Should thy lies - Margin, “devices.” Rosenmuller renders this, “should men bear thy boastings with silence?” Dr. Good, “before thee would man-kind keep silence?” Vulgate, “tibi soli tacebunt homines?” “Shall men be silent before thee alone? The Septuagint tenders the whole passage, “he who speaketh much should also hear in turn; else the fine speaker (εὔλαλος eulalos) thinketh himself just. - Blessed be the short-lived offspring of woman. Be not profuse of words, for there is no one that judges against thee, and do not say that I am pure in works and blameless before him?” How this was made out of the Hebrew, or what is its exact sense, I am unable to say. There can be no doubt, I think, that our present translation is altogether too harsh, and that Zophar by no means designs to charge Job with uttering lies.

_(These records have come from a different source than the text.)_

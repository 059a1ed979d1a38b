//! End-to-end runs of the ledger against a table-driven world.
//!
//! The host here mirrors what a game would do: an hourly calendar that ticks
//! couriers every hour and runs the daily pass when midnight is crossed.

use trade_core::{
    AgreementKind, Clock, CourierState, DayReport, Employee, Environment, ItemId, Ledger,
    ManualClock, MerchantId, NotificationLog, StaticWorld, TradeConfig, TradeError,
    TradeSimulation, capture_portfolio, decompose_day,
};

// === TEST FIXTURES ===

struct Host {
    world: StaticWorld,
    clock: ManualClock,
    log: NotificationLog,
}

impl Host {
    fn new() -> Self {
        Self {
            world: valley(),
            clock: ManualClock::default(),
            log: NotificationLog::new(),
        }
    }

    fn env(&self) -> Environment<'_> {
        Environment {
            clock: &self.clock,
            oracle: &self.world,
            catalog: &self.world,
            world: &self.world,
            notifier: &self.log,
        }
    }

    /// Step the calendar hour by hour, collecting a report per midnight.
    fn run_days(&self, ledger: &mut Ledger, days: u32) -> Vec<DayReport> {
        let mut reports = Vec::new();
        for _ in 0..days * 24 {
            let day_before = self.clock.now().day_index();
            self.clock.advance_hours(1.0);
            let env = self.env();
            ledger.advance_hour(&env);
            if self.clock.now().day_index() > day_before {
                reports.push(ledger.advance_day(&env));
            }
        }
        reports
    }
}

fn valley() -> StaticWorld {
    StaticWorld::new()
        .with_location("mill", (0.0, 0.0), 3000.0)
        .with_location("ford", (300.0, 0.0), 6000.0)
        .with_location("keep", (900.0, 0.0), 9000.0)
        .with_item("grain")
        .with_item("iron")
        .with_price("mill", "grain", 8)
        .with_price("ford", "grain", 12)
        .with_price("keep", "grain", 20)
        .with_price("mill", "iron", 90)
        .with_price("ford", "iron", 70)
        .with_price("keep", "iron", 60)
}

fn safe_roads() -> TradeConfig {
    TradeConfig {
        courier_risk_factor: 0.0,
        ..TradeConfig::default()
    }
}

// === SCENARIOS ===

#[test]
fn three_week_season() {
    let host = Host::new();
    let env = host.env();
    let mut ledger = Ledger::with_seed(safe_roads(), 42);
    let grain = ItemId::from("grain");
    let merchant = MerchantId::from("miller");

    let shop = ledger.create_shop("ford".into(), 20_000, &env).unwrap();
    assert!(ledger.stock_shop(&shop, &grain, 200, &env).unwrap());
    assert_eq!(ledger.shop(&shop).unwrap().capital, 10_000 - 200 * 12);
    let config = ledger.config().clone();
    let clerk = Employee::new("Ada", 60, &config);
    assert!(ledger.shop_mut(&shop).unwrap().hire(clerk, &config).unwrap());

    let caravan = ledger
        .create_caravan("hero".into(), "mill".into(), 8_000, &env)
        .unwrap();
    let route = ledger
        .plan_route(&caravan, vec!["mill".into(), "ford".into()], true, &env)
        .unwrap();
    assert!(ledger.assign_route(&caravan, route, &env).unwrap());

    let courier = ledger.hire_courier("mill".into(), "keep".into(), 80, &env).unwrap();
    assert!(ledger.dispatch_courier(&courier, &env).unwrap());

    let agreement = ledger
        .propose_agreement(&merchant, AgreementKind::Sell, grain.clone(), 40, 12, 5.0, &env)
        .unwrap();
    assert!(ledger.fulfill_agreement(&merchant, &agreement, 10, &env).unwrap());

    let before = capture_portfolio(&ledger, host.clock.now());
    let reports = host.run_days(&mut ledger, 21);

    assert_eq!(reports.len(), 21);
    assert_eq!(reports.first().map(|r| r.day), Some(1));
    assert_eq!(reports.last().map(|r| r.day), Some(21));
    assert!(reports.iter().all(|r| r.shops_ticked == 1));
    assert_eq!(reports.iter().map(|r| r.agreements_expired).sum::<usize>(), 1);

    // Courier: 10.8h out, 12h gathering, 10.8h back.
    let c = ledger.courier(&courier).unwrap();
    assert_eq!(c.state, CourierState::Delivered);
    let report = ledger.latest_courier_report(&"keep".into());
    let seen_grain = report[&grain];
    assert!((19..=21).contains(&seen_grain), "grain seen at {seen_grain}");
    assert!(report.contains_key(&ItemId::from("iron")));
    assert_eq!(host.log.count_matching("is back with"), 1);

    let relation = ledger.relation(&merchant).unwrap();
    assert_eq!(relation.success_count, 1);
    assert_eq!(relation.fail_count, 1);
    assert!(!relation.agreements[&agreement].is_active);

    let s = ledger.shop(&shop).unwrap();
    assert!(s.lifetime_sales > 0);
    assert!(s.inventory.get(&grain).copied().unwrap_or(0) < 200);
    let ford_history = ledger.prices().history(&grain, &"ford".into()).unwrap();
    assert_eq!(ford_history.points.len(), 21);

    let after = capture_portfolio(&ledger, host.clock.now());
    let shop_grain = s.inventory.get(&grain).copied().unwrap_or(0);
    let caravan_grain = ledger
        .caravan(&caravan)
        .unwrap()
        .cargo
        .get(&grain)
        .copied()
        .unwrap_or(0);
    assert_eq!(
        after.goods.get(&grain).copied().unwrap_or(0),
        shop_grain + caravan_grain
    );
    let flow = decompose_day(&before, &after);
    assert_eq!(flow.shop_sales_delta, s.lifetime_sales);
    assert_eq!(flow.capital_delta, after.total_capital() - before.total_capital());
}

#[test]
fn broke_caravan_disbands_once_and_frees_its_slot() {
    let host = Host::new();
    let env = host.env();
    let config = TradeConfig {
        max_caravans: 1,
        ..TradeConfig::default()
    };
    let mut ledger = Ledger::with_seed(config, 7);
    let caravan = ledger
        .create_caravan("hero".into(), "mill".into(), 100, &env)
        .unwrap();
    assert!(matches!(
        ledger.create_caravan("other".into(), "mill".into(), 100, &env),
        Err(TradeError::LimitReached { kind: "caravan", max: 1 })
    ));

    let reports = host.run_days(&mut ledger, 12);

    let c = ledger.caravan(&caravan).unwrap();
    assert!(!c.is_active);
    assert!(c.capital < 0);
    assert_eq!(host.log.count_matching("ran out of money"), 1);
    assert_eq!(reports.last().map(|r| r.caravans_ticked), Some(0));
    assert!(ledger
        .create_caravan("other".into(), "mill".into(), 100, &env)
        .is_ok());
}

#[test]
fn idle_merchant_loses_trust_after_two_weeks() {
    let host = Host::new();
    let env = host.env();
    let mut ledger = Ledger::with_seed(TradeConfig::default(), 3);
    let merchant = MerchantId::from("smith");
    ledger.record_merchant_trade(&merchant, 1_000, true, &env).unwrap();
    let start = ledger.relation(&merchant).unwrap().trust;

    host.run_days(&mut ledger, 14);
    assert_eq!(ledger.relation(&merchant).unwrap().trust, start);

    host.run_days(&mut ledger, 6);
    assert!(ledger.relation(&merchant).unwrap().trust < start);
}

#[test]
fn unavailable_merchant_refuses_new_agreements() {
    let mut host = Host::new();
    host.world.set_merchant_available("smith", false);
    let env = host.env();
    let mut ledger = Ledger::with_seed(TradeConfig::default(), 3);
    let result = ledger.propose_agreement(
        &MerchantId::from("smith"),
        AgreementKind::Buy,
        "iron".into(),
        10,
        70,
        10.0,
        &env,
    );
    assert!(matches!(result, Err(TradeError::AgreementNotAllowed)));
}

#[test]
fn hosted_simulation_survives_save_and_load() {
    let mut sim = TradeSimulation::new(valley(), 9);
    sim.create_shop("keep", 15_000).unwrap();
    sim.create_caravan("hero", "mill", 4_000).unwrap();
    for _ in 0..3 {
        sim.advance_day();
    }
    assert_eq!(sim.now_hours(), 72.0);

    let saved = sim.save().unwrap();
    let mut other = TradeSimulation::new(valley(), 9);
    other.load(&saved, 9).unwrap();
    assert_eq!(other.now_hours(), 72.0);
    assert_eq!(other.ledger().snapshot(), sim.ledger().snapshot());
    assert_eq!(other.save().unwrap(), saved);
}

The Hebrew word commonly used for lies, is wholly different from that which is used here. The word here (בד bad) denotes properly “separation;” then a part; and in various combinations as a preposition, “alone separate.” “besides.” Then the noun means empty talk, vain boasting; and then it may denote lies or falsehood. The leading idea is that of separation or of remoteness from anything, as from prudence, wisdom, propriety, or truth. It is a general term, like our word “bad,” which I presume has been derived from this Hebrew word (בד bad), or from the Arabic “bad.” In the plural (בדים badı̂ym) it is rendered “liars” in Isaiah 44:25; Jeremiah 50:36; “lies” in Job 11:3; Isaiah 16:6; Jeremiah 48:30; and “parts” in Job 41:12. It is also often rendered “staves,” Exodus 27:6; Exodus 25:14-15, Exodus 25:28, et sap, at. That it may mean “lies” here I admit, but it may also mean talk that is aside from propriety, and may refer here to a kind of discourse that was destitute of propriety, empty, vain talk.

And when thou mockest - That-is, “shalt thou be permitted to use the language of reproach and of complaint, and no one attempt to make thee sensible of its impropriety?” The complaints and arguments of Job he represented as in fact mocking God.

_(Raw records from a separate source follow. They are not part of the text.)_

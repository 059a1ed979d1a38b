//! Error type for rejected player commands and snapshot restores.
//!
//! Only invalid input produces an error. Commands issued against an entity in
//! the wrong state are silent no-ops, and bankruptcy is a state transition.

use crate::types::{Denars, ItemId, LocationId};

#[derive(Debug, thiserror::Error)]
pub enum TradeError {
    #[error("missing {0} id")]
    MissingId(&'static str),

    #[error("quantity must be positive, got {0}")]
    NonPositiveQuantity(i64),

    #[error("price must be positive, got {0}")]
    NonPositivePrice(i64),

    #[error("amount must be positive, got {0}")]
    NonPositiveAmount(i64),

    #[error("duration must be positive, got {0} days")]
    NonPositiveDuration(f64),

    #[error("{kind} limit of {max} reached")]
    LimitReached { kind: &'static str, max: usize },

    #[error("insufficient capital: need {needed}, have {available}")]
    InsufficientCapital { needed: Denars, available: Denars },

    #[error("an active shop already exists at {0}")]
    ShopAlreadyExists(LocationId),

    #[error("unknown location {0}")]
    UnknownLocation(LocationId),

    #[error("no usable price for {item} at {location}")]
    NoUsablePrice { item: ItemId, location: LocationId },

    #[error("not enough storage: {requested} requested, {free} free")]
    StorageFull { requested: i64, free: i64 },

    #[error("{kind} {id} not found")]
    UnknownEntity { kind: &'static str, id: String },

    #[error("already at maximum level {0}")]
    MaxLevel(u32),

    #[error("merchant does not accept new agreements")]
    AgreementNotAllowed,

    #[error("transaction of {requested} rejected; {remaining} remaining")]
    TransactionRejected { requested: i64, remaining: i64 },

    #[error("trade route needs at least two waypoints")]
    RouteTooShort,

    #[error("unsupported snapshot version {found}, expected {expected}")]
    UnsupportedSnapshotVersion { found: u32, expected: u32 },

    #[error("corrupt snapshot: {0}")]
    CorruptSnapshot(String),

    #[error("json: {0}")]
    Json(#[from] serde_json::Error),
}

Shall no man make thee ashamed? - Shall no one show thee the impropriety of it, and bring thy mind to a sense of shame for what it has done? This was what Zophar now proposed to do.

Clarke's Notes on the Bible

Verse Job 11:3. Should thy lies make men hold their peace? — This is a very severe reproof, and not justified by the occasion.

And when thou mockest — As thou despisest others, shall no man put thee to scorn? Zophar could never think that the solemn and awful manner in which Job spoke could be called bubbling, as some would translate the term לעג laag. He might consider Job's speech as sarcastic and severe, but he could not consider it as nonsense.